## [Your goal]
Every line from the first one in the listing down to the line with "pub enum Commands" should be restated word for word.

## [Data for the task]
____________________
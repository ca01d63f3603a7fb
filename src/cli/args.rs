//! Command-line argument definitions using clap

use clap::{Parser, Subcommand};
use std::path::PathBuf;

/// Finpop - sampling-model selection and distribution statistics for finite populations
#[derive(Parser, Debug)]
#[command(name = "finpop")]
#[command(author, version, about, long_about = None)]
pub struct Cli {
    #[command(subcommand)]
    pub command: Commands,
}

#[derive(Subcommand, Debug)]
pub enum Commands {
    /// Compute binomial statistics from direct parameters
    Binomial {
        /// Sample size (n)
        #[arg(short = 'n', long)]
        sample: u64,

        /// Probability of success (p), between 0 and 1
        #[arg(short, long, value_parser = validate_probability)]
        p: f64,

        /// Observed successes in the sample (x)
        #[arg(short = 'x', long)]
        observed: Option<u64>,

        /// Population size (N); enables the finite-population correction
        /// when the sample exceeds 5% of it
        #[arg(short = 'N', long)]
        population: Option<u64>,

        /// Write the full results to a JSON file
        #[arg(long)]
        export: Option<PathBuf>,
    },

    /// Compute hypergeometric statistics from direct parameters
    Hypergeometric {
        /// Population size (N)
        #[arg(short = 'N', long)]
        population: u64,

        /// Successes in the population (K)
        #[arg(short = 'K', long)]
        successes: u64,

        /// Sample size (n)
        #[arg(short = 'n', long)]
        sample: u64,

        /// Observed successes in the sample (x)
        #[arg(short = 'x', long)]
        observed: Option<u64>,

        /// Write the full results to a JSON file
        #[arg(long)]
        export: Option<PathBuf>,
    },

    /// Select the best-fitting model for (N, K, n) and compute its statistics
    Auto {
        /// Population size (N)
        #[arg(short = 'N', long)]
        population: u64,

        /// Successes in the population (K)
        #[arg(short = 'K', long)]
        successes: u64,

        /// Sample size (n)
        #[arg(short = 'n', long)]
        sample: u64,

        /// Observed successes in the sample (x)
        #[arg(short = 'x', long)]
        observed: Option<u64>,

        /// Write the full results to a JSON file
        #[arg(long)]
        export: Option<PathBuf>,
    },

    /// Derive (N, K) from a categorical dataset column, then auto-select
    Analyze {
        /// Input file path (CSV or Parquet)
        #[arg(short, long)]
        input: PathBuf,

        /// Sample size (n) to draw from the analyzed population
        #[arg(short = 'n', long)]
        sample: u64,

        /// Observed successes in the sample (x)
        #[arg(short = 'x', long)]
        observed: Option<u64>,

        /// Column to analyze.
        /// If not provided, will be selected interactively from the
        /// categorical columns of the dataset.
        #[arg(short, long)]
        column: Option<String>,

        /// Success category within the column.
        /// If not provided, will be selected interactively from the
        /// column's observed categories.
        #[arg(long)]
        category: Option<String>,

        /// Skip interactive confirmation prompts
        #[arg(long, default_value = "false")]
        no_confirm: bool,

        /// Write the full results to a JSON file
        #[arg(long)]
        export: Option<PathBuf>,
    },
}

/// Validator for probability parameters
fn validate_probability(s: &str) -> Result<f64, String> {
    let value: f64 = s
        .parse()
        .map_err(|_| format!("'{}' is not a valid number", s))?;

    if !(0.0..=1.0).contains(&value) {
        Err(format!(
            "probability must be between 0.0 and 1.0, got {}",
            value
        ))
    } else {
        Ok(value)
    }
}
____________________
## [Result of this exercise]
repository ca01d63f3603a7fb
filename src/cli/args.rs
//! Command-line argument definitions using clap

use clap::{Parser, Subcommand};
use std::path::PathBuf;

/// Finpop - sampling-model selection and distribution statistics for finite populations
#[derive(Parser, Debug)]
#[command(name = "finpop")]
#[command(author, version, about, long_about = None)]
pub struct Cli {
    #[command(subcommand)]
    pub command: Commands,
}

#[derive(Subcommand, Debug)]
pub enum Commands {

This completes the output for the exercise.